Elles en discutèrent et éliminèrent les ordinateurs terrestres ; aucun n’avait la capacité ou la complexité requise. Diverses autres solutions furent également jugées insatisfaisantes. Finalement leur sélection des candidats possibles s’était réduite à onze heureux élus : les cerveaux régionaux vivants de Gaïa.

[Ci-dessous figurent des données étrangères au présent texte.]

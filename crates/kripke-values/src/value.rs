//! Scalar value and type representation.

use crate::error::TypeError;
use std::fmt;

/// Type of a scalar attribute value.
#[derive(Debug, Clone, Copy, PartialEq, Eq, Hash)]
pub enum Type {
    Bool,
    Int,
    Real,
}

impl Type {
    /// Whether a value of type `other` can be stored into a slot of this
    /// type: identity, plus Int → Real widening.
    #[inline]
    pub fn can_import(self, other: Type) -> bool {
        self == other || (self == Type::Real && other == Type::Int)
    }

    /// Convert `value` into this type, widening Int to Real where allowed.
    pub fn import(self, value: Value) -> Result<Value, TypeError> {
        match (self, value) {
            (Type::Real, Value::Int(n)) => Ok(Value::Real(n as f64)),
            _ if value.ty() == self => Ok(value),
            _ => Err(TypeError::Mismatch {
                expected: self,
                found: value.ty(),
            }),
        }
    }

    /// The zero-like default of this type.
    pub fn default_value(self) -> Value {
        match self {
            Type::Bool => Value::Bool(false),
            Type::Int => Value::Int(0),
            Type::Real => Value::Real(0.0),
        }
    }

    /// The multiplicative unit of this type (`true` for Bool).
    pub fn one(self) -> Value {
        match self {
            Type::Bool => Value::Bool(true),
            Type::Int => Value::Int(1),
            Type::Real => Value::Real(1.0),
        }
    }
}

impl fmt::Display for Type {
    fn fmt(&self, f: &mut fmt::Formatter<'_>) -> fmt::Result {
        match self {
            Type::Bool => write!(f, "bool"),
            Type::Int => write!(f, "int"),
            Type::Real => write!(f, "real"),
        }
    }
}

/// A typed scalar value.
///
/// `Copy`, so reads hand out snapshots; a stored value never aliases the
/// slot it was read from.
#[derive(Debug, Clone, Copy, PartialEq)]
pub enum Value {
    Bool(bool),
    Int(i64),
    Real(f64),
}

impl Value {
    #[inline]
    pub fn ty(self) -> Type {
        match self {
            Value::Bool(_) => Type::Bool,
            Value::Int(_) => Type::Int,
            Value::Real(_) => Type::Real,
        }
    }

    #[inline]
    pub fn as_bool(self) -> Option<bool> {
        match self {
            Value::Bool(b) => Some(b),
            _ => None,
        }
    }

    #[inline]
    pub fn as_int(self) -> Option<i64> {
        match self {
            Value::Int(n) => Some(n),
            _ => None,
        }
    }

    /// Numeric view: Int widens to Real, Bool is not numeric.
    #[inline]
    pub fn as_real(self) -> Option<f64> {
        match self {
            Value::Int(n) => Some(n as f64),
            Value::Real(r) => Some(r),
            Value::Bool(_) => None,
        }
    }
}

impl fmt::Display for Value {
    fn fmt(&self, f: &mut fmt::Formatter<'_>) -> fmt::Result {
        match self {
            Value::Bool(b) => write!(f, "{}", b),
            Value::Int(n) => write!(f, "{}", n),
            Value::Real(r) => write!(f, "{}", r),
        }
    }
}

#[cfg(test)]
mod tests {
    use super::*;

    #[test]
    fn test_import_widens_int() {
        assert_eq!(Type::Real.import(Value::Int(3)), Ok(Value::Real(3.0)));
        assert_eq!(Type::Int.import(Value::Int(3)), Ok(Value::Int(3)));
        assert!(Type::Int.import(Value::Real(3.0)).is_err());
        assert!(Type::Bool.import(Value::Int(1)).is_err());
    }

    #[test]
    fn test_can_import() {
        assert!(Type::Real.can_import(Type::Int));
        assert!(!Type::Int.can_import(Type::Real));
        assert!(Type::Bool.can_import(Type::Bool));
    }

    #[test]
    fn test_defaults() {
        assert_eq!(Type::Int.default_value(), Value::Int(0));
        assert_eq!(Type::Real.one(), Value::Real(1.0));
        assert_eq!(Type::Bool.default_value(), Value::Bool(false));
    }

    #[test]
    fn test_display() {
        assert_eq!(Value::Real(0.5).to_string(), "0.5");
        assert_eq!(Value::Bool(true).to_string(), "true");
        assert_eq!(Type::Real.to_string(), "real");
    }
}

Un bon moment, Cirocco se satisfit d’en rester à cette conclusion. Il semblait possible que l’un des cerveaux, seul ou bien au sein d’une alliance, pût reprendre les fonctions de Gaïa si jamais elle venait à mourir. Chacune des possibilités soulevait certes des myriades de problèmes mais ils demeuraient à tout le moins envisageables. Et Cirocco aimait autant ne pas aller plus loin. Aux yeux de Gaby, ce n’était pas de la couardise, même si à l’époque Cirocco était au pire de ses crises d’alcoolisme. C’était simplement que la deuxième partie du problème semblait insignifiante comparée à la première. Toutes leurs discussions présupposaient la disparition de Gaïa. Seulement la question restait : qui s’y collerait ? Gaby pouvait éliminer ce problème, sachant d’expérience que le monde est rempli de héros stupides, elle la première. Idem pour Cirocco, si on l’y incitait convenablement. À elles deux, elles se débarrasseraient de Gaïa.

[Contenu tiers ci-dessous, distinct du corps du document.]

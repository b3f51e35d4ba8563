//! On-the-fly caching over an abstract enumerator.
//!
//! [`CachedGraph`] records the successors of a black-box [`Explorer`] the
//! first time each node is queried and answers later queries from its own
//! arrays, so algorithms can walk an expensive or infinite state space
//! with at most one enumeration per node. It can also run without an
//! inner source as a write-once store filled through
//! [`CachedGraph::prepare_node`], or with caching disabled as a pure
//! pass-through for one-shot forward passes where memory matters more
//! than repeat-query latency.
//!
//! Successor counts are kept in a configurable integer width
//! ([`CountWidth`]) to bound overhead on very large, very-low-fanout
//! state spaces.

use crate::bitset::NodeSet;
use crate::error::{GraphError, GraphResult};
use crate::explorer::{AttributeDecl, Explorer, NullExplorer};
use crate::property::{Overlay, PropertyMap};
use crate::Node;
use kripke_values::Value;
use tracing::trace;

/// Storage width for per-node successor counts.
#[derive(Debug, Clone, Copy, PartialEq, Eq)]
pub enum CountWidth {
    U8,
    U16,
    U32,
    /// Start at 8 bits and widen whenever a count overflows.
    Smallest,
}

#[derive(Debug, Clone)]
enum Counts {
    U8(Vec<u8>),
    U16(Vec<u16>),
    U32(Vec<u32>),
}

impl Counts {
    fn new(width: CountWidth) -> Self {
        match width {
            CountWidth::U8 | CountWidth::Smallest => Counts::U8(Vec::new()),
            CountWidth::U16 => Counts::U16(Vec::new()),
            CountWidth::U32 => Counts::U32(Vec::new()),
        }
    }

    fn limit(&self) -> usize {
        match self {
            Counts::U8(_) => u8::MAX as usize,
            Counts::U16(_) => u16::MAX as usize,
            Counts::U32(_) => u32::MAX as usize,
        }
    }

    fn get(&self, index: usize) -> usize {
        match self {
            Counts::U8(v) => v.get(index).copied().unwrap_or(0) as usize,
            Counts::U16(v) => v.get(index).copied().unwrap_or(0) as usize,
            Counts::U32(v) => v.get(index).copied().unwrap_or(0) as usize,
        }
    }

    fn set(&mut self, index: usize, count: usize) {
        match self {
            Counts::U8(v) => {
                if v.len() <= index {
                    v.resize(index + 1, 0);
                }
                v[index] = count as u8;
            }
            Counts::U16(v) => {
                if v.len() <= index {
                    v.resize(index + 1, 0);
                }
                v[index] = count as u16;
            }
            Counts::U32(v) => {
                if v.len() <= index {
                    v.resize(index + 1, 0);
                }
                v[index] = count as u32;
            }
        }
    }

    /// Copy into the next wider representation.
    fn widen(&mut self) {
        *self = match self {
            Counts::U8(v) => {
                trace!(entries = v.len(), "widening successor counts to 16 bits");
                Counts::U16(v.iter().map(|&c| c as u16).collect())
            }
            Counts::U16(v) => {
                trace!(entries = v.len(), "widening successor counts to 32 bits");
                Counts::U32(v.iter().map(|&c| c as u32).collect())
            }
            Counts::U32(_) => return,
        };
    }

    fn memory_bytes(&self) -> usize {
        match self {
            Counts::U8(v) => v.len(),
            Counts::U16(v) => v.len() * 2,
            Counts::U32(v) => v.len() * 4,
        }
    }
}

/// Memoizing wrapper around an [`Explorer`], or a manually driven
/// write-once successor store.
#[derive(Debug)]
pub struct CachedGraph<E = NullExplorer> {
    inner: Option<E>,
    caching: bool,
    width: CountWidth,
    visited: NodeSet,
    /// Block start per node in `cached`; -1 until first visit.
    table_start: Vec<i64>,
    counts: Counts,
    /// Concatenated successor blocks.
    cached: Vec<Node>,
    /// Derived overlays: node attributes keyed by node, edge attributes
    /// keyed by `table_start[node] + index`.
    props: PropertyMap,
    derived_node: Vec<AttributeDecl>,
    derived_edge: Vec<AttributeDecl>,
    initial: NodeSet,
    current: Option<Node>,
}

impl CachedGraph<NullExplorer> {
    /// Write-once on-the-fly store with no inner source; filled through
    /// [`CachedGraph::prepare_node`] and
    /// [`CachedGraph::set_cached_successor`].
    pub fn manual(width: CountWidth) -> Self {
        Self::build(None, width, true)
    }
}

impl<E: Explorer> CachedGraph<E> {
    /// Memoizing wrapper: each node's successors are read from `inner`
    /// at most once.
    pub fn wrapping(inner: E, width: CountWidth) -> Self {
        Self::build(Some(inner), width, true)
    }

    /// Non-caching pass-through: every query re-invokes `inner`.
    pub fn pass_through(inner: E) -> Self {
        Self::build(Some(inner), CountWidth::U8, false)
    }
}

Mais alors surgissait la question restée jusqu’à présent pendante : Comment se débarrasse-t-on de Gaïa ?
« Là, j’étais complètement collée, confessa Gaby. Le problème resta donc en suspens durant sept ou huit ans. Rocky était ravie de l’oublier mais moi j’en étais incapable. Tout ce temps, ma conscience ne cessait de me harceler, de me répéter que je devais faire quelque chose. Je ne pensais plus qu’à ça… Je peux bien l’avouer, maintenant que l’heure de la confession est venue : je n’ai jamais cru pouvoir affronter seule la solution finale. J’en savais Rocky capable, à condition qu’elle s’y décide. Si bien que ma tâche fut de trouver le moyen de l’intéresser à agir. Je devais rendre la chose envisageable. J’entrepris donc de lui suggérer une tournée d’inspection. Je dus la travailler plusieurs années durant ; à la fin, c’est tout juste si elle me parlait, tellement j’étais devenue empoisonnante. Mais je jouais sur sa conscience parce qu’elle n’appréciait pas plus que moi les faits que je vous ai relatés. Simplement, elle était plus dure à mettre en branle. Finalement, elle céda.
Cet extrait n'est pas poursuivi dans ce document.